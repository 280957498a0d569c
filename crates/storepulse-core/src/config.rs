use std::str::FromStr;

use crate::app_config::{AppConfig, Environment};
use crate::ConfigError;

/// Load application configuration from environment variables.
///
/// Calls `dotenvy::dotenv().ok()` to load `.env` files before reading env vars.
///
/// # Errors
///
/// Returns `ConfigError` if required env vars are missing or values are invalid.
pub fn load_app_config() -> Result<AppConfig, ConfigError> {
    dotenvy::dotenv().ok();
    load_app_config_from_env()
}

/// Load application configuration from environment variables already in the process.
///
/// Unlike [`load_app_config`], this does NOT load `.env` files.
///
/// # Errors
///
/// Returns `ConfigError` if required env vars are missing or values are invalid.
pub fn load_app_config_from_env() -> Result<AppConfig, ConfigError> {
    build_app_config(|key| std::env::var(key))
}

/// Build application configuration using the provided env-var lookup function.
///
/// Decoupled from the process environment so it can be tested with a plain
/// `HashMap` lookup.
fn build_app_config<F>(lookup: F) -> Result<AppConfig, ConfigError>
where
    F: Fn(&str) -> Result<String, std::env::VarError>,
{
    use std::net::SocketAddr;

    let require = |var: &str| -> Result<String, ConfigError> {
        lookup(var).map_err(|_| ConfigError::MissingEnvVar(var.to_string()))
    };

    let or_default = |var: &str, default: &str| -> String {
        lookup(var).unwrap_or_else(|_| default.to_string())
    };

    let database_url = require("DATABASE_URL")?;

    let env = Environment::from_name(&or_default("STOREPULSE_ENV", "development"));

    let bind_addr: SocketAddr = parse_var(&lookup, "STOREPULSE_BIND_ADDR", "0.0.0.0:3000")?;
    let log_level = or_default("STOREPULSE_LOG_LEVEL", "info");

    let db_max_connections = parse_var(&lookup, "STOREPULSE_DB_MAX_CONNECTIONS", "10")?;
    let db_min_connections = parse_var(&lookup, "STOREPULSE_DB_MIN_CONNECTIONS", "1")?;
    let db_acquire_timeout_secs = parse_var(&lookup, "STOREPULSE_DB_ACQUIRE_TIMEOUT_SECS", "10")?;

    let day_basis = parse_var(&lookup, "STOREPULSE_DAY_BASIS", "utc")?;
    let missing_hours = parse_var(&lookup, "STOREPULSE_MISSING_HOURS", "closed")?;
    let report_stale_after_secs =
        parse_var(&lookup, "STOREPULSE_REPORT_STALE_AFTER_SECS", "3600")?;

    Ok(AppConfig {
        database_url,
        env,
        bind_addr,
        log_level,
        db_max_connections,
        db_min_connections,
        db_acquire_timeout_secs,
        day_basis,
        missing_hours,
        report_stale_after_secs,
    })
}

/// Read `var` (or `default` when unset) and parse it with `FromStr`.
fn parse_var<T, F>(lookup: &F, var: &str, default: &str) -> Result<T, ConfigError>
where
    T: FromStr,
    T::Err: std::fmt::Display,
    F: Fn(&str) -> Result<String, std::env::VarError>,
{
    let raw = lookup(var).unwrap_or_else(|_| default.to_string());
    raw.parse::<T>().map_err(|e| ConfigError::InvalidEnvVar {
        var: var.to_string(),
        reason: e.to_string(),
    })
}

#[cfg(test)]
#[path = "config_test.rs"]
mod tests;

■ ■ ■ ■ ■ ■ ■

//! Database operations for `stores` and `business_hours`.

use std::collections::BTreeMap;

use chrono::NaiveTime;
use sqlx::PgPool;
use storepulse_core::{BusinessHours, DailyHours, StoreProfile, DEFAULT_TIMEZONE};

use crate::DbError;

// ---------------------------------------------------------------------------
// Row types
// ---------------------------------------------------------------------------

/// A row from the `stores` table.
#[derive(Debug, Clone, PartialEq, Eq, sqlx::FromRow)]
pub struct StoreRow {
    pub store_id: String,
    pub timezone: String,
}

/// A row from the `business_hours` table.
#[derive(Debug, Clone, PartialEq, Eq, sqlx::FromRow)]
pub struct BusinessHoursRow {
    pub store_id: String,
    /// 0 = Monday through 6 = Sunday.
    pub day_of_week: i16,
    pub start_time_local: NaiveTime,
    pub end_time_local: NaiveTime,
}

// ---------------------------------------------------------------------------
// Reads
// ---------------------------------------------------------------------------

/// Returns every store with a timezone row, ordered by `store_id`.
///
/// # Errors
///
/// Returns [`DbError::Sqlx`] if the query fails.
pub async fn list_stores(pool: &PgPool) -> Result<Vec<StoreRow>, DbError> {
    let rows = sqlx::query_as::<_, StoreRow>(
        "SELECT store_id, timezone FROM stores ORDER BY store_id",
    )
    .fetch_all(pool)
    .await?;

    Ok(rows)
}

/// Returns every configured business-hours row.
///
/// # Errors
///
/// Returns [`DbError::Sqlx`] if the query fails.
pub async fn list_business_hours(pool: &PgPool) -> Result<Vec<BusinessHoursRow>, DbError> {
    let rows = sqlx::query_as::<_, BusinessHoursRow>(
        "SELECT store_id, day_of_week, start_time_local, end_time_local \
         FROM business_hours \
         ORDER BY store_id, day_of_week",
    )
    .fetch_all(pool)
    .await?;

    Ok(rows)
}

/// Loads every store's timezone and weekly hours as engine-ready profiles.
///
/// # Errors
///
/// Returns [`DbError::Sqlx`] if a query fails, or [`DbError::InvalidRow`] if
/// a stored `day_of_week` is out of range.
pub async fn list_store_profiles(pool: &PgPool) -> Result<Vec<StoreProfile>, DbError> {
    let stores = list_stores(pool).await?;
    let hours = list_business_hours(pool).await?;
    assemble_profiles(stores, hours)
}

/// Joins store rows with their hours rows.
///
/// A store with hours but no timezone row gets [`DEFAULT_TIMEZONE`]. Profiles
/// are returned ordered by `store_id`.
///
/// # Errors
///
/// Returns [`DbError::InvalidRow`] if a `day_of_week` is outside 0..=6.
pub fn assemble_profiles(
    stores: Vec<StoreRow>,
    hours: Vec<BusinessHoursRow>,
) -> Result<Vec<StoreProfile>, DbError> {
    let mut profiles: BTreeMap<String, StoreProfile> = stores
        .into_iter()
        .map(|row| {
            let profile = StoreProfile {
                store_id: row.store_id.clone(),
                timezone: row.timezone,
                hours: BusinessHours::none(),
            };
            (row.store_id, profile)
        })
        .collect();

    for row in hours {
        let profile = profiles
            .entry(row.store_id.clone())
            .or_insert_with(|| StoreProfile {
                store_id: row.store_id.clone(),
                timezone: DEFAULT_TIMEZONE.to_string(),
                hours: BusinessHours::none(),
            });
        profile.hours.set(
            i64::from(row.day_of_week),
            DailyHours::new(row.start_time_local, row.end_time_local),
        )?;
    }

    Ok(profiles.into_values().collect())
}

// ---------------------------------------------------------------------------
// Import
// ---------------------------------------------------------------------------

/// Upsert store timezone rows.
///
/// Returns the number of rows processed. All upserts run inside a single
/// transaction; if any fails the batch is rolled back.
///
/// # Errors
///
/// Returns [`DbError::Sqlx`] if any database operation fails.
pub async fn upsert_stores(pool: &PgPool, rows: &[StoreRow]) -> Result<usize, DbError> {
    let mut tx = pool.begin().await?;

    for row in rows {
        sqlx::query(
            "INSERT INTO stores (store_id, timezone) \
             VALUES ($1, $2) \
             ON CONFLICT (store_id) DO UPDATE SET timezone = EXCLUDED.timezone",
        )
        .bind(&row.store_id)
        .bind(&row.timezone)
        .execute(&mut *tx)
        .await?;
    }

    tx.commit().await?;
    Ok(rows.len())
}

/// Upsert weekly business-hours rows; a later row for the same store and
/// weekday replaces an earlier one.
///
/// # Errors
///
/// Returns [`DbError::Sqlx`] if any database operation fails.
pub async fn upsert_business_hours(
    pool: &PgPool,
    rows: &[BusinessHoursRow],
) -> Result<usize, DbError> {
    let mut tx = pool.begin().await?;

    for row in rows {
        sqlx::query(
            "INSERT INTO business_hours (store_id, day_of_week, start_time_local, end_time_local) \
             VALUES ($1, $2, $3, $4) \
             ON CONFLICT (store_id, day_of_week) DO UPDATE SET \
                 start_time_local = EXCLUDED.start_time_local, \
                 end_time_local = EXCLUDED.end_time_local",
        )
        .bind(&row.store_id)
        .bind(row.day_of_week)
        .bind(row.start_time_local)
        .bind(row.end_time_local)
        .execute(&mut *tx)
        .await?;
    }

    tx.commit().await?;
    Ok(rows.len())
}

■ ■ ■ ■ ■ ■ ■

_HOW TO COMPLETE THIS TASK:_
Taking the material above, extract exactly and only the lines from the line with "repository 280957498a0d569c" to the line with "let or_default = |var: &str, default: &str|", inclusive of both.

_EXERCISE RESULT:_
repository 280957498a0d569c
filename crates/storepulse-core/src/config.rs
use std::str::FromStr;

use crate::app_config::{AppConfig, Environment};
use crate::ConfigError;

/// Load application configuration from environment variables.
///
/// Calls `dotenvy::dotenv().ok()` to load `.env` files before reading env vars.
///
/// # Errors
///
/// Returns `ConfigError` if required env vars are missing or values are invalid.
pub fn load_app_config() -> Result<AppConfig, ConfigError> {
    dotenvy::dotenv().ok();
    load_app_config_from_env()
}

/// Load application configuration from environment variables already in the process.
///
/// Unlike [`load_app_config`], this does NOT load `.env` files.
///
/// # Errors
///
/// Returns `ConfigError` if required env vars are missing or values are invalid.
pub fn load_app_config_from_env() -> Result<AppConfig, ConfigError> {
    build_app_config(|key| std::env::var(key))
}

/// Build application configuration using the provided env-var lookup function.
///
/// Decoupled from the process environment so it can be tested with a plain
/// `HashMap` lookup.
fn build_app_config<F>(lookup: F) -> Result<AppConfig, ConfigError>
where
    F: Fn(&str) -> Result<String, std::env::VarError>,
{
    use std::net::SocketAddr;

    let require = |var: &str| -> Result<String, ConfigError> {
        lookup(var).map_err(|_| ConfigError::MissingEnvVar(var.to_string()))
    };

    let or_default = |var: &str, default: &str| -> String {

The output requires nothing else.